Amy, la eterna luz de todas las cosas, por María Negro


























"I say no", dice Amy.

Sin ese peinado gigante ni sus tacones, estamos hablando de una muchacha de un metro cincuenta, delgadísima, de ojos profundos y una voz de acústica descomunal.
Y antes, mucho antes de eso, antes de que el mundo fuera mejor al oirla cantar, Amy Winehouse fue una niña pequeña que escuchó a Sarah Vaughan.

El momento en que sintió para siempre que todo se rasgaba en ella misma.

La música es el recuerdo atávico de nuestras primeras emociones. Desde aquel primo lejano que reprodujo algo similar al sonido del río, de los pájaros, del viento, de la lluvia. Y vió que era bueno. Entonces, con la más sincera de las lógicas, aquello que era bueno cobró su condición de bello. Y en esta condición de bello, también para muchas tribus, desarrolló características mágicas.

Que gran acierto.

La música, ha dicho Frank Zappa, lo es todo.

El primer privilegio de Amy fue poder sentir la música desde ese lugar ancestral, íntimo, mágico. Un llamado de siglos de especie humana en la sangre, en cada latido lento del blues cuando Sarah arrastra las vocales en esos solos que no parecen mortales.
Y no deben serlos, tampoco.


Amy late, allí, con ella. Trasciende el espacio, el vinilo y el tiempo. Amy sabe ese mismo día, aunque solo tenga pocos años, que todo, completamente todo lo que desea hacer en la vida es intentar ser el eco de esa voz. De la voz que resonaba detrás de la voz. De ese llamado de la naturaleza, desde la entraña del alma.
Que en los artistas, nadie discute que sí existe.

Un día, se hizo grande. Aún mucho más hermosa, si era posible. Y ya grande y hermosa, un productor la oyó cantar en un bar y a la semana tenía un contrato firmado con el fin del cuento.

Entonces, sin lobo feróz ni conejo blanco, Amy saltó dentro del espejo de Alicia, cayó en el sueño de la desgracia de quien siente la vida con su humanidad y es explotado en detrimento de ella misma.

Un productor u otro la alzarían en sus desmayos para que un auto o un avión la subieran hasta un escenario donde dejara de oir el eco de Sarah, donde las luces lastimaran los ojos aturdiendo hasta la vergüenza. Donde la sed de todos los microbios del escándalo quedara saciada. Los bichos gordos y panzones subiendo sus videitos de la muchacha perdida. La voz de Sarah que no aparece en ningún lado y esas ganas de llorar debajo de tanto pelo.

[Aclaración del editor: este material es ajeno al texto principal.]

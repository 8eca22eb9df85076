//! Fixed pool of mixing channels and the allocation/eviction policy.

use std::sync::Arc;

use asset_manager::{SoundDescriptor, SoundId};
use audio_backend::{PlaybackEngine, VoiceParams};

use crate::audio_world::{OriginId, SourcePose};
use crate::spatial::Attenuation;

/// The subset of the playback engine the channel pool and ticker drive.
///
/// Lets tests swap in a recording fake for the real mixer.
pub trait PlaybackEngineLike: Send + Sync {
    fn install(&self, handle: usize, sound: &SoundDescriptor, params: VoiceParams, looping: bool, instance_id: u32) -> bool;
    fn update_params(&self, handle: usize, volume: i32, separation: i32, pitch: i32);
    fn stop(&self, handle: usize);
    fn is_playing(&self, handle: usize) -> bool;
    fn instance_id(&self, handle: usize) -> u32;
}

impl PlaybackEngineLike for PlaybackEngine {
    fn install(&self, handle: usize, sound: &SoundDescriptor, params: VoiceParams, looping: bool, instance_id: u32) -> bool {
        PlaybackEngine::install(self, handle, sound, params, looping, instance_id)
    }
    fn update_params(&self, handle: usize, volume: i32, separation: i32, pitch: i32) {
        PlaybackEngine::update_params(self, handle, volume, separation, pitch)
    }
    fn stop(&self, handle: usize) {
        PlaybackEngine::stop(self, handle)
    }
    fn is_playing(&self, handle: usize) -> bool {
        PlaybackEngine::is_playing(self, handle)
    }
    fn instance_id(&self, handle: usize) -> u32 {
        PlaybackEngine::instance_id(self, handle)
    }
}

/// Tracking state for one occupied slot. The slot index is the engine handle.
#[derive(Debug, Clone)]
pub struct Channel {
    /// Id the caller asked for, before alias/link resolution.
    pub sound_id: SoundId,
    /// Descriptor supplying data and distances.
    pub sound: Arc<SoundDescriptor>,
    /// `None` for global sounds and for channels detached from their origin.
    pub origin: Option<OriginId>,
    /// Detached channels keep playing at `last_pose`.
    pub detached: bool,
    pub last_pose: SourcePose,
    pub volume: i32,
    pub attenuation: Attenuation,
    pub pitch: i32,
    pub original_priority: i32,
    pub priority: i32,
    pub singularity: i32,
    pub looping: bool,
    pub instance_id: u32,
}

/// Owned replacement for a global channel array.
#[derive(Debug, Default)]
pub struct ChannelPool {
    slots: Vec<Option<Channel>>,
}

impl ChannelPool {
    pub fn new(channels: usize) -> Self {
        let mut pool = Self::default();
        pool.init(channels);
        pool
    }

    /// Size the pool to `channels` empty slots. Call `shutdown` first if the
    /// pool is live, otherwise the engine keeps voices nobody tracks.
    pub fn init(&mut self, channels: usize) {
        if self.occupied() > 0 {
            tracing::warn!(occupied = self.occupied(), "channel pool re-initialized while channels are active");
        }
        self.slots.clear();
        self.slots.resize_with(channels, || None);
        tracing::debug!(channels, "channel pool initialized");
    }

    /// Stop every channel and release the slots.
    pub fn shutdown(&mut self, engine: &dyn PlaybackEngineLike) {
        for handle in 0..self.slots.len() {
            self.stop_channel(engine, handle);
        }
        self.slots.clear();
        tracing::debug!("channel pool shut down");
    }

    pub fn len(&self) -> usize {
        self.slots.len()
    }

    pub fn is_empty(&self) -> bool {
        self.slots.is_empty()
    }

    pub fn occupied(&self) -> usize {
        self.slots.iter().filter(|s| s.is_some()).count()
    }

    pub fn get(&self, handle: usize) -> Option<&Channel> {
        self.slots.get(handle).and_then(Option::as_ref)
    }

    pub fn get_mut(&mut self, handle: usize) -> Option<&mut Channel> {
        self.slots.get_mut(handle).and_then(Option::as_mut)
    }

    /// Occupied slots with their handles.
    pub fn iter(&self) -> impl Iterator<Item = (usize, &Channel)> {
        self.slots.iter().enumerate().filter_map(|(i, s)| s.as_ref().map(|c| (i, c)))
    }

    /// Pick the slot for a new sound, making it free.
    ///
    /// A channel already playing the same `(origin, singularity)` pair is
    /// stopped and reused whatever its priority; global sounds never match.
    /// Otherwise the first free slot wins. With no free slot the numerically largest priority is evicted if
    /// `priority` is strictly smaller; otherwise nothing changes and `None` is
    /// returned.
    pub fn get_channel(
        &mut self,
        engine: &dyn PlaybackEngineLike,
        origin: Option<OriginId>,
        priority: i32,
        singularity: i32,
    ) -> Option<usize> {
        let same = origin.and_then(|o| {
            self.iter()
                .find(|(_, c)| !c.detached && c.origin == Some(o) && c.singularity == singularity)
                .map(|(i, _)| i)
        });
        if let Some(handle) = same {
            tracing::debug!(handle, ?origin, singularity, "replacing sound of the same singularity");
            self.stop_channel(engine, handle);
            return Some(handle);
        }

        let mut worst: Option<(usize, i32)> = None;
        for (handle, slot) in self.slots.iter().enumerate() {
            match slot {
                None => return Some(handle),
                Some(c) => {
                    if worst.is_none_or(|(_, p)| c.priority > p) {
                        worst = Some((handle, c.priority));
                    }
                }
            }
        }

        match worst {
            Some((handle, worst_priority)) if priority < worst_priority => {
                tracing::debug!(handle, evicted_priority = worst_priority, priority, "evicting channel");
                self.stop_channel(engine, handle);
                Some(handle)
            }
            _ => {
                tracing::debug!(priority, "no channel available");
                None
            }
        }
    }

    /// Free `handle`, stopping its voice if the engine still holds this
    /// occupancy. Stopping a free slot does nothing.
    pub fn stop_channel(&mut self, engine: &dyn PlaybackEngineLike, handle: usize) {
        let Some(channel) = self.slots.get_mut(handle).and_then(Option::take) else {
            return;
        };
        if engine.instance_id(handle) == channel.instance_id {
            engine.stop(handle);
        }
        tracing::trace!(handle, sound = %channel.sound.name, "channel stopped");
    }

    /// Drop tracking for `handle` without touching the engine.
    pub fn clear_channel(&mut self, handle: usize) -> Option<Channel> {
        self.slots.get_mut(handle).and_then(Option::take)
    }

    /// Record `channel` in a slot returned by `get_channel`.
    pub fn occupy(&mut self, handle: usize, channel: Channel) {
        if let Some(slot) = self.slots.get_mut(handle) {
            *slot = Some(channel);
        }
    }
}
use thiserror::Error;

use crate::descriptor::SoundId;

/// Constants & small helpers
pub const SAMPLE_FORMAT_TAG: u16 = 3;
pub const SAMPLE_HEADER_LEN: usize = 8;

/// Upper bound on alias/link hops when resolving a descriptor.
pub const MAX_CHAIN_DEPTH: usize = 16;

pub const DEFAULT_OUTPUT_RATE: u32 = 44_100;
pub const DEFAULT_SFX_MEMORY_BUDGET_BYTES: usize = 8 * 1024 * 1024; // 8 MB

#[derive(Error, Debug, Clone, PartialEq, Eq)]
pub enum AssetError {
    #[error("sample lump too short for header ({0} bytes)")]
    TruncatedHeader(usize),
    #[error("bad sample format tag {0:#06x}")]
    BadFormatTag(u16),
    #[error("declared {declared} samples but only {available} present")]
    DeclaredLengthOverflow { declared: usize, available: usize },
    #[error("sample lump has no sample data")]
    Empty,
    #[error("sample rate must be non-zero")]
    BadSampleRate,
    #[error("lump not found: {0}")]
    MissingLump(String),
    #[error("unknown sound {0:?}")]
    UnknownSound(SoundId),
    #[error("alias/link chain starting at {0:?} exceeds the hop limit")]
    ChainTooLong(SoundId),
}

He dicho no, gritaba Amy antes de subir al escenario de su último show. No practicaba sus canciones, sino que gritaba que no, que no quería cantar, que no quería cantar así, que una dama no desea exponerse de esa manera cuando se le han derramado los dolores. Que su alma no tiene dobleces y no quiere cantar así. He dicho no, gritaba Amy y el público la escuchaba. Tal vez, por eso mismo, durante todo su último recital aquellos que habían ido en busca del eco de Sarah la trataron de farsante, en cambio aquellos que veían los ojos de Amy le gritaban cosas hermosas para que el momento no fuera tan duro. Y Amy sonreía. Y desafinaba con su cara de alas de ángel y sus bracitos llenos de susto.

Luego, lo que contarían todas las revistas. Una muchacha más ha seguido el camino de los rockstar. Ha vivido veloz dejando un cadáver joven y pleno de capacidades.
Simplificando los titulares con las palabras alcohol o drogas se ahorran el trabajo de leer el camino de astros que nos robó hasta el eco de Sarah. Hasta la última posibilidad de que el pichoncito de Amy recorriera los espacios en todo su esplendor de águila.

Por mi parte, aún sigo teniendo ganas de abrazarla.